我想“分组”两个unicode字段(keyword_text和keyword_match_type),并提取具有两个以上元素的组的所有列和所有行。

例如,一行是:

keyword_text | keyword_norm | keyword_GAD_id| keyword_account  | keyword_MCC_id | keyword_campaign | keyword_campaign_GAD_id | keyword_ad_group | keyword_ad_group_GAD_id| keyword_destination_url | keyword_max_cpc | keyword_status | keyword_match_type | keyword_campaign_status | keyword_ad_group_status | db_id | created_at |
________________________________________________________________________________________________________________________________________________________________________________________________________________________________________________________________________________________________________________________________________________________________
"lebanese home delivery jai", "lebanese home delivery jai", 61557127036, "IN [S_02] Cuisine", 7795189055, "IN-JAI[S[Cui_30_EN]: Lebanese", 301573516, "IN-JAI[S[Cui_30_EN|del_02|geo_01]_ex: (Lebanese) Lebanese home delivery Jaipur", 11043049036, http://www.bla.in/restaurants/index/cuisines/lebanese/city/jaipur, 480000, ENABLED, EXACT, PAUSED, PAUSED, 1, "2014-07-18 18:42:43"

表创建时使用:

CREATE TABLE adword_keywords
(
  keyword_text character varying(1000) NOT NULL,
  keyword_norm character varying(1000) NOT NULL,
  "keyword_GAD_id" bigint NOT NULL,
  keyword_account character varying NOT NULL,
  "keyword_MCC_id" bigint NOT NULL,
  keyword_campaign character varying NOT NULL,
  "keyword_campaign_GAD_id" bigint NOT NULL,
  keyword_ad_group character varying NOT NULL,
  "keyword_ad_group_GAD_id" bigint NOT NULL,
  keyword_destination_url character varying NOT NULL,
  keyword_max_cpc double precision,
  keyword_status keyword_status,
  keyword_match_type match_type,
  keyword_campaign_status keyword_c_status,
  keyword_ad_group_status keyword_ag_status,
  db_id bigserial NOT NULL,
  created_at timestamp without time zone,
  CONSTRAINT adword_keywords_pkey PRIMARY KEY (db_id)
)
WITH (
  OIDS=FALSE
);

CREATE INDEX ix_adword_keywords_keyword_norm
  ON adword_keywords
  USING btree
  (keyword_norm COLLATE pg_catalog."default");

我尝试了以下查询:

SELECT adword_keywords.*
FROM adword_keywords 
    JOIN (
        SELECT adword_keywords.keyword_text AS keyword_text,adword_keywords.keyword_match_type AS keyword_match_type 
        FROM adword_keywords GROUP BY adword_keywords.keyword_text, adword_keywords.keyword_match_type 
        HAVING count(adword_keywords.db_id) > 1) AS anon_1 
    ON adword_keywords.keyword_text = anon_1.keyword_text AND adword_keywords.keyword_match_type = anon_1.keyword_match_type 
WHERE adword_keywords.keyword_campaign_status = 'ENABLED' AND adword_keywords.keyword_ad_group_status = 'ENABLED' AND adword_keywords.keyword_status = 'ENABLED'

不幸的是,这会返回错误的结果。
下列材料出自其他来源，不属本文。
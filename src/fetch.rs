use std::time::Duration;

use anyhow::{Context, Result};
use reqwest::Client;
use serde::Serialize;
use thiserror::Error;
use tracing::{info, warn};

use crate::config::ApiConfig;
use crate::types::AtmRecord;

#[derive(Debug, Error)]
pub enum FetchError {
    #[error("request failed: {0}")]
    Network(#[from] reqwest::Error),
    #[error("response is not the expected JSON shape: {0}")]
    Decode(#[from] serde_json::Error),
}

/// One region that contributed zero records, and why.
#[derive(Debug, Clone, Serialize)]
pub struct RegionFailure {
    pub region: String,
    pub error: String,
}

/// Outcome of querying every configured region. Failed regions are kept
/// alongside the successes so the page can show what is missing instead
/// of silently rendering a partial map.
#[derive(Debug, Default)]
pub struct FetchReport {
    pub regions: Vec<(String, Vec<AtmRecord>)>,
    pub failures: Vec<RegionFailure>,
}

pub fn build_client(config: &ApiConfig) -> Result<Client> {
    Client::builder()
        .user_agent(concat!("atm-map/", env!("CARGO_PKG_VERSION")))
        .timeout(Duration::from_secs(config.timeout_secs))
        .build()
        .context("Failed to build HTTP client")
}

/// Queries the regions sequentially, in configured order. Never fails as
/// a whole: a region that errors after all attempts lands in `failures`.
pub async fn fetch_all(client: &Client, config: &ApiConfig) -> FetchReport {
    let mut report = FetchReport::default();

    for region in &config.regions {
        match fetch_region_with_retries(client, config, region).await {
            Ok(records) => {
                info!(%region, count = records.len(), "fetched region");
                report.regions.push((region.clone(), records));
            }
            Err(e) => {
                warn!(%region, error = %e, "region fetch failed, continuing without it");
                report.failures.push(RegionFailure {
                    region: region.clone(),
                    error: e.to_string(),
                });
            }
        }
    }

    report
}

async fn fetch_region_with_retries(
    client: &Client,
    config: &ApiConfig,
    region: &str,
) -> Result<Vec<AtmRecord>, FetchError> {
    let mut attempt = 0;
    loop {
        match fetch_region(client, &config.base_url, region).await {
            Ok(records) => return Ok(records),
            Err(e) if attempt < config.retries => {
                attempt += 1;
                warn!(%region, attempt, error = %e, "retrying region fetch");
            }
            Err(e) => return Err(e),
        }
    }
}

async fn fetch_region(
    client: &Client,
    base_url: &str,
    region: &str,
) -> Result<Vec<AtmRecord>, FetchError> {
    let body = client
        .get(base_url)
        .query(&[("area", region)])
        .send()
        .await?
        .error_for_status()?
        .text()
        .await?;

    decode_records(&body)
}

pub fn decode_records(body: &str) -> Result<Vec<AtmRecord>, FetchError> {
    Ok(serde_json::from_str(body)?)
}

#[cfg(test)]
mod tests {
    use super::*;

    #[test]
    fn decodes_api_records() {
        let body = r#"[
            {
                "address": "пр. Независимости",
                "house": "4",
                "gps_x": "53.893009",
                "gps_y": "27.567444",
                "currency": "BYN",
                "install_place_full": "Отделение №1",
                "install_place": "123",
                "work_time_full": "Круглосуточно",
                "work_time": "",
                "ATM_error": "нет",
                "cash_in": "да",
                "some_new_field": "ignored"
            },
            {
                "address": "ул. Ленина",
                "house": "10"
            }
        ]"#;
        let records = decode_records(body).unwrap();
        assert_eq!(records.len(), 2);
        assert_eq!(records[0].atm_error, "нет");
        assert_eq!(records[0].gps_x, "53.893009");
        // omitted fields default to empty
        assert_eq!(records[1].currency, "");
    }

    #[test]
    fn non_array_body_is_a_decode_error() {
        let err = decode_records(r#"{"error": "maintenance"}"#).unwrap_err();
        assert!(matches!(err, FetchError::Decode(_)));
    }

    #[test]
    fn invalid_json_is_a_decode_error() {
        let err = decode_records("<html>502</html>").unwrap_err();
        assert!(matches!(err, FetchError::Decode(_)));
    }
}
use serde::{Deserialize, Serialize};

/// One entry of the bank's ATM lookup API, field names as on the wire.
/// The API omits fields freely and sends coordinates as decimal strings,
/// so everything is a defaulted `String`; coordinates are parsed during
/// processing.
#[derive(Debug, Clone, Default, Deserialize)]
#[serde(default)]
pub struct AtmRecord {
    pub address: String,
    pub house: String,
    pub gps_x: String,
    pub gps_y: String,
    pub currency: String,
    pub install_place_full: String,
    pub install_place: String,
    pub work_time_full: String,
    pub work_time: String,
    #[serde(rename = "ATM_error")]
    pub atm_error: String,
    pub cash_in: String,
}

/// A deduplicated, presentation-ready map marker.
#[derive(Debug, Clone, Serialize)]
pub struct Marker {
    pub lat: f64,
    pub lng: f64,
    pub popup: String,
}
impl From<&TradingConfig> for PositionLimits {
    fn from(config: &TradingConfig) -> Self {
        Self {
            convergence_threshold: config.convergence_threshold,
            stop_loss_threshold: config.stop_loss_threshold,
            max_holding: config::secs(config.max_holding_secs),
            max_open_positions: config.max_open_positions,
        }
    }
}

/// Tracks open and closed hedge positions.
#[derive(Debug)]
pub struct PositionManager {
    limits: PositionLimits,
    fees: FeeSchedule,
    next_id: u64,
    active: BTreeMap<PositionId, HedgePosition>,
    closed: Vec<ClosedPosition>,
}

impl PositionManager {
    #[must_use]
    pub fn new(limits: PositionLimits, fees: FeeSchedule) -> Self {
        Self {
            limits,
            fees,
            next_id: 1,
            active: BTreeMap::new(),
            closed: Vec::new(),
        }
    }

    #[must_use]
    pub const fn limits(&self) -> &PositionLimits {
        &self.limits
    }

    /// Positions that are not closed, by id.
    pub fn active(&self) -> impl Iterator<Item = &HedgePosition> {
        self.active.values()
    }

    #[must_use]
    pub fn get(&self, id: PositionId) -> Option<&HedgePosition> {
        self.active.get(&id)
    }

    /// Closed positions in closing order.
    #[must_use]
    pub fn closed(&self) -> &[ClosedPosition] {
        &self.closed
    }

    #[must_use]
    pub fn active_count(&self) -> usize {
        self.active.len()
    }

    /// Assets that currently hold a non-closed position.
    #[must_use]
    pub fn active_assets(&self) -> BTreeSet<AssetId> {
        self.active.values().map(|p| p.asset().clone()).collect()
    }

    #[must_use]
    pub fn has_position(&self, asset: &AssetId) -> bool {
        self.active.values().any(|p| p.asset() == asset)
    }

    /// True while another hedge may be opened.
    #[must_use]
    pub fn has_capacity(&self) -> bool {
        self.active.len() < self.limits.max_open_positions
    }

    /// Open a hedge on `spread`: short the expensive leg, long the cheap one.
    ///
    /// # Errors
    ///
    /// - [`TradeError::InvalidSize`] if `size` is not positive
    /// - [`TradeError::DuplicatePosition`] if the asset already has a
    ///   non-closed position
    /// - [`TradeError::InsufficientBalance`] from the ledger; nothing is
    ///   recorded in that case
    pub fn open(
        &mut self,
        spread: &Spread,
        size: Volume,
        ledger: &mut Ledger,
        now: DateTime<Utc>,
        cycle: u64,
    ) -> Result<HedgePosition, TradeError> {
        if size <= Decimal::ZERO {
            return Err(TradeError::InvalidSize { size });
        }
        if self.has_position(&spread.asset) {
            return Err(TradeError::DuplicatePosition {
                asset: spread.asset.clone(),
            });
        }

        let direction = spread.direction;
        let short = self.fill(LegSide::Short, direction.short_venue(), spread.short_price, size);
        let long = self.fill(LegSide::Long, direction.long_venue(), spread.long_price, size);
        let receipt = ledger.apply_fill(&short, &long)?;

        let id = PositionId::new(self.next_id);
        self.next_id += 1;

        let position = HedgePosition::new(
            id,
            spread.asset.clone(),
            direction,
            spread.short_price,
            spread.long_price,
            size,
            receipt,
            now,
            cycle,
        );
        info!(
            id = %id,
            asset = %position.asset(),
            direction = %direction,
            size = %size,
            spread = %position.entry_spread(),
            "Hedge opened"
        );
        self.active.insert(id, position.clone());
        Ok(position)
    }

    /// Which exit condition, if any, `position` meets at `pair`.
    ///
    /// Checked in order: convergence (including a flipped spread), stop
    /// loss, maximum holding time. Convergence includes its threshold; the
    /// stop loss needs the spread to widen strictly past it.
    #[must_use]
    pub fn close_reason(
        &self,
        position: &HedgePosition,
        pair: &QuotePair,
        now: DateTime<Utc>,
    ) -> Option<CloseReason> {
        let current = position.direction().signed_spread(pair);

        if current <= self.limits.convergence_threshold {
            return Some(CloseReason::Converged);
        }
        if current - position.entry_spread() > self.limits.stop_loss_threshold {
            return Some(CloseReason::StopLoss);
        }
        if now - position.opened_at() >= self.limits.max_holding {
            return Some(CloseReason::MaxHoldingTime);
        }
        None
    }

    /// Check the exit conditions of position `id` and move it to `Closing`
    /// when one is met.
    ///
    /// # Errors
    ///
    /// [`TradeError::PositionNotFound`] or [`TradeError::AlreadyClosed`] when
    /// `id` is not an active position.
    pub fn evaluate_close(
        &mut self,
        id: PositionId,
        pair: &QuotePair,
        now: DateTime<Utc>,
    ) -> Result<Option<CloseReason>, TradeError> {
        let reason = {
            let position = self.active_position(id)?;
            self.close_reason(position, pair, now)
        };
        if let Some(reason) = reason {
            if let Some(position) = self.active.get_mut(&id) {
                position.begin_close()?;
                debug!(id = %id, reason = %reason, "Close condition met");
            }
        }
        Ok(reason)
    }

    /// Close position `id` at the prices in `pair` and book it.
    ///
    /// Returns realized PnL net of entry and exit fees.
    ///
    /// # Errors
    ///
    /// - [`TradeError::AlreadyClosed`] if the position was closed before
    /// - [`TradeError::PositionNotFound`] if no such position exists
    /// - [`TradeError::InvalidSnapshot`] if `pair` is for another asset
    pub fn close(
        &mut self,
        id: PositionId,
        pair: &QuotePair,
        reason: CloseReason,
        ledger: &mut Ledger,
        now: DateTime<Utc>,
    ) -> Result<Decimal, TradeError> {
        let position = self.active_position(id)?;
        if pair.asset() != position.asset() {
            return Err(TradeError::invalid_snapshot(
                position.asset(),
                format!("exit quotes are for {}", pair.asset()),
            ));
        }

        let Some(mut position) = self.active.remove(&id) else {
            return Err(TradeError::PositionNotFound { id });
        };
        position.begin_close()?;

        let short_venue = position.short_venue();
        let long_venue = position.long_venue();
        let short_exit = self.fill(LegSide::Short, short_venue, pair.price(short_venue), position.size());
        let long_exit = self.fill(LegSide::Long, long_venue, pair.price(long_venue), position.size());
        let receipt = ledger.apply_close(&position, &short_exit, &long_exit);
        position.finish_close()?;

        info!(
            id = %id,
            asset = %position.asset(),
            reason = %reason,
            pnl = %receipt.realized_pnl,
            "Hedge closed"
        );

        self.closed.push(ClosedPosition {
            position,
            exit_short: short_exit.price,
            exit_long: long_exit.price,
            exit_fees: receipt.exit_fees,
            realized_pnl: receipt.realized_pnl,
            reason,
            closed_at: now,
        });
        Ok(receipt.realized_pnl)
    }

    /// Mark-to-market leg PnL of active positions, before exit fees.
    ///
    /// Positions whose asset has no pair in `pairs` contribute nothing.
    #[must_use]
    pub fn unrealized_pnl(&self, pairs: &BTreeMap<AssetId, QuotePair>) -> Decimal {
        self.active
            .values()
            .filter_map(|position| {
                let pair = pairs.get(position.asset())?;
                Some(position.gross_pnl(
                    pair.price(position.short_venue()),
                    pair.price(position.long_venue()),
                ))
            })
            .sum()
    }

    fn active_position(&self, id: PositionId) -> Result<&HedgePosition, TradeError> {
        if let Some(position) = self.active.get(&id) {
            return Ok(position);
        }
        if self.closed.iter().any(|c| c.position.id() == id) {
            return Err(TradeError::AlreadyClosed { id });
        }
        Err(TradeError::PositionNotFound { id })
    }

    fn fill(&self, side: LegSide, venue: VenueSide, price: Decimal, size: Volume) -> Fill {
        Fill::new(side, venue, price, size, self.fees.for_side(venue))
    }
}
也意味着由一个元素组成的组(当搜索['keyword_text','match_type']时)!

有没有人知道这个查询出了什么问题?

请注意,如果我从数据库中提取所有数据并使用以下查询将其放入pandas datastructure中:

SELECT * FROM adword_keywords  
WHERE adword_keywords.keyword_campaign_status = \'ENABLED\' 
AND adword_keywords.keyword_ad_group_status = \'ENABLED\' 
AND adword_keywords.keyword_status = \'ENABLED\'

我可以过滤我想要的小组:

df.groupy(['keyword_text','match_type']).filter(lambda x: x.shape[0]>1) 

后一过程返回正确的结果。

但是,出于性能和内存问题的原因,我想对sql查询做同样的事情(数据集很大,无法完全加载到RAM中)。

修改

基于ypercube的aswer我有三个替代查询返回正确的结果。我收集了它们作为运行时间的参考:第一个版本是最快的。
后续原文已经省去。